Matar la Omertá

Autor: Pablo Ibáñez.

Tu bata respira la cocina y el pasillo de la misma manera que entonces, madre, pero tus pasos son ahora cuidadosos y meditados, de pingüino. Has perdido brío, es normal. Calientas el café en la misma encimera de granito negro, acaso ya un poco macilenta por el paso del tiempo, y tu conversación sigue siendo reposada y gráfica, incluso al adentrarnos en revelaciones mucho tiempo postergadas.

— Pero tú no eras Borderline. Lo dijo un psiquiatra de Madrid, muy reputado.

Estiras un brazo lentamente al azúcar de las baldas; me levanto y te ayudo. Tengo miedo y vergüenza: he venido a que me cuentes qué paso hace muchos años, qué recuerdas, si la leyenda que bulle en mi cabeza contiene realidad. Yo ahora estoy mal y no sé por qué. Yo no sé si hablar en crudo del pasado es bueno o no, si es justo o no. Dicen que sí —ese terapeuta tan serio y tan caro…—, yo no sé.

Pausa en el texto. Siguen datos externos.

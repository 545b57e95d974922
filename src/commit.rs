use serde::{Deserialize, Serialize};
use serde_json::Value;
use uuid::Uuid;
use xxhash_rust::xxh64::xxh64;

use crate::clock::HybridTimestamp;
use crate::error::{Error, Result};

/// Total order key for commits: `(wall_ms, counter, id)` ascending. The
/// random commit id is the final tiebreak, so the order is total and
/// deterministic across replicas even when hybrid timestamps collide.
#[derive(Debug, Clone, Copy, PartialEq, Eq, PartialOrd, Ord, Hash, Serialize, Deserialize)]
pub struct CommitKey {
    pub timestamp: HybridTimestamp,
    pub commit_id: Uuid,
}

impl CommitKey {
    pub fn new(timestamp: HybridTimestamp, commit_id: Uuid) -> Self {
        Self { timestamp, commit_id }
    }
}

/// One polymorphic mutation applied to exactly one domain entity. The domain
/// payload is opaque to the engine; the collaborator's applier interprets it.
#[derive(Debug, Clone, PartialEq, Serialize, Deserialize)]
pub struct Change {
    pub id: Uuid,
    pub commit_id: Uuid,
    pub entity_id: Uuid,
    pub kind: ChangeKind,
}

/// The discriminator serializes first so peers can dispatch on it before
/// reading the payload.
#[derive(Debug, Clone, PartialEq, Serialize, Deserialize)]
#[serde(tag = "kind")]
pub enum ChangeKind {
    Create { type_name: String, payload: Value },
    Delete,
    FieldPatch { payload: Value },
}

impl Change {
    pub fn create(entity_id: Uuid, type_name: &str, payload: Value) -> Self {
        Self::with_kind(entity_id, ChangeKind::Create { type_name: type_name.to_string(), payload })
    }

    pub fn delete(entity_id: Uuid) -> Self {
        Self::with_kind(entity_id, ChangeKind::Delete)
    }

    pub fn field_patch(entity_id: Uuid, payload: Value) -> Self {
        Self::with_kind(entity_id, ChangeKind::FieldPatch { payload })
    }

    fn with_kind(entity_id: Uuid, kind: ChangeKind) -> Self {
        Self { id: Uuid::new_v4(), commit_id: Uuid::nil(), entity_id, kind }
    }
}

/// An immutable, hash-chained unit of history: an ordered batch of entity
/// changes authored by one client, linked to its causal predecessor by hash.
///
/// `hash` is a pure function of `(id, parent_hash)` and is recomputed
/// whenever the parent link is (re)assigned; it is never mutated otherwise.
#[derive(Debug, Clone, Serialize, Deserialize)]
pub struct Commit {
    pub id: Uuid,
    pub client_id: Uuid,
    pub timestamp: HybridTimestamp,
    hash: String,
    parent_hash: String,
    pub changes: Vec<Change>,
}

impl Commit {
    /// Builds an unlinked commit: `parent_hash` is empty (root form) until
    /// the replay worker links it into the chain. Back-fills each change's
    /// `commit_id`.
    pub fn new(client_id: Uuid, timestamp: HybridTimestamp, changes: Vec<Change>) -> Result<Self> {
        let id = Uuid::new_v4();
        let mut commit = Self {
            id,
            client_id,
            timestamp,
            hash: String::new(),
            parent_hash: String::new(),
            changes,
        };
        commit.hash = commit.generate_hash("")?;
        for change in &mut commit.changes {
            change.commit_id = id;
        }
        Ok(commit)
    }

    pub fn key(&self) -> CommitKey {
        CommitKey::new(self.timestamp, self.id)
    }

    pub fn hash(&self) -> &str {
        &self.hash
    }

    pub fn parent_hash(&self) -> &str {
        &self.parent_hash
    }

    /// Links this commit under `parent_hash` and recomputes `hash`. Called
    /// when a commit is first chained and again when a merge re-sorts
    /// history underneath it.
    pub fn set_parent_hash(&mut self, parent_hash: &str) -> Result<()> {
        self.hash = self.generate_hash(parent_hash)?;
        self.parent_hash = parent_hash.to_string();
        Ok(())
    }

    /// xxHash64 over the 16 raw id bytes followed by the decoded parent
    /// digest; a root commit hashes over the id bytes alone. Fast integrity
    /// bookkeeping, not a security boundary.
    pub fn generate_hash(&self, parent_hash: &str) -> Result<String> {
        let parent_bytes = decode_digest(parent_hash)?;
        let mut buf = Vec::with_capacity(16 + parent_bytes.len());
        buf.extend_from_slice(self.id.as_bytes());
        buf.extend_from_slice(&parent_bytes);
        Ok(hex::encode_upper(xxh64(&buf, 0).to_be_bytes()))
    }

    /// Ingest gate: a commit whose stored hash is not reproducible from its
    /// own `(id, parent_hash)` is rejected outright.
    pub fn verify_hash(&self) -> Result<()> {
        let expected = self.generate_hash(&self.parent_hash)?;
        if self.hash != expected {
            return Err(Error::HashMismatch {
                commit_id: self.id,
                expected,
                actual: self.hash.clone(),
            });
        }
        Ok(())
    }

    /// Rebuilds a commit from persisted columns; storage backends only.
    pub(crate) fn from_parts(
        id: Uuid,
        client_id: Uuid,
        timestamp: HybridTimestamp,
        hash: String,
        parent_hash: String,
        changes: Vec<Change>,
    ) -> Self {
        Self { id, client_id, timestamp, hash, parent_hash, changes }
    }
}

fn decode_digest(digest: &str) -> Result<Vec<u8>> {
    hex::decode(digest).map_err(|source| Error::InvalidDigest {
        digest: digest.to_string(),
        source,
    })
}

— Mamá, ¿conservas el cuchillo?

De repente suena el timbre del portal, siempre has tenido suerte en estas lides. Un técnico que viene al ascensor, no sé qué pasa, ha venido ya dos veces. Prefieres concentrarte en esas cosas del día a día, es normal. ¿Yo qué hago aquí?

Detrás de la ventana está lloviendo suavemente. La calle se parece a la de entonces, más pequeña. Han construido un bloque de viviendas enfrente, en el solar que estuvo condenado de maleza muchos años. Un perro monstruoso protegía la verja de lanzas herrumbrosas, yo pasaba por delante cada día hacia el colegio. Me enseñaba los dientes desde dentro y me ladraba sordamente, bestialmente, me buscaba los ojos con sus ojos llenos de odio.

— ¿Te acuerdas de Rodrigo?

De repente te muestras animada, me sirves un café, intentas rebajar mi gravedad azucarándola, anegar un pasado dudoso con un presente mío que entiendes muy brillante. Gracias madre.

—Tu padre siempre decía que llegaría lejos. Está de reponedor en el Día de la esquina.

Un día cogí un pequeño cuchillo de la cocina y lo escondí en la maleta del cole. Al pasar por delante de la verja, abrí la maleta, saqué el cuchillo y comencé a acuchillar los dientes de aquel maldito perro. Notaba la manga del jersey ensangrentándose, pero el perro no cedía en su odio, ladraba y ladraba, intentaba morderme desesperadamente y yo acuchillaba y acuchillaba su hocico, el metal afilado crujía al golpear en calcio, perforaba sus enormes encías torpemente. Sus ojos odiaban y odiaban, totalmente enloquecidos, y los míos también. Y aquel policía de barrio se aburría mucho, era el jefe, estaba deseando acción contra alguien débil. Me apartó de la verja, tiró el cuchillo y se cebó en mí a golpes. Su uniforme olía a naftalina, el perro no callaba.

— Cariño, fue hace muchos años… Aquello ya pasó. Tu padre ya no puede recordarlo, ya no puede recordártelo en silencio en cada una de sus miradas de decepción. Has salido de aquello, has sobrevivido. Dorita la del quinto me dice siempre lo alto y lo guapo que estás, y lo educado, lo elegante, qué buen mozo. Olvídalo.

Madre, me has dado un beso en el umbral, una sonrisa cariñosa y cómplice. Afuera sigue lloviendo suavemente; la calle es la misma de entonces pero nosotros hemos cambiado. Yo he cambiado. El mundo ha cambiado, y quizá no quiera o no sea capaz de asimilarlo en algún recodo de mí mismo. Una brisa de otoño remonta la avenida y azuza las agujas de aguacero. Respiro unos minutos el portal, me arropo el loden y camino lentamente hacia la noche.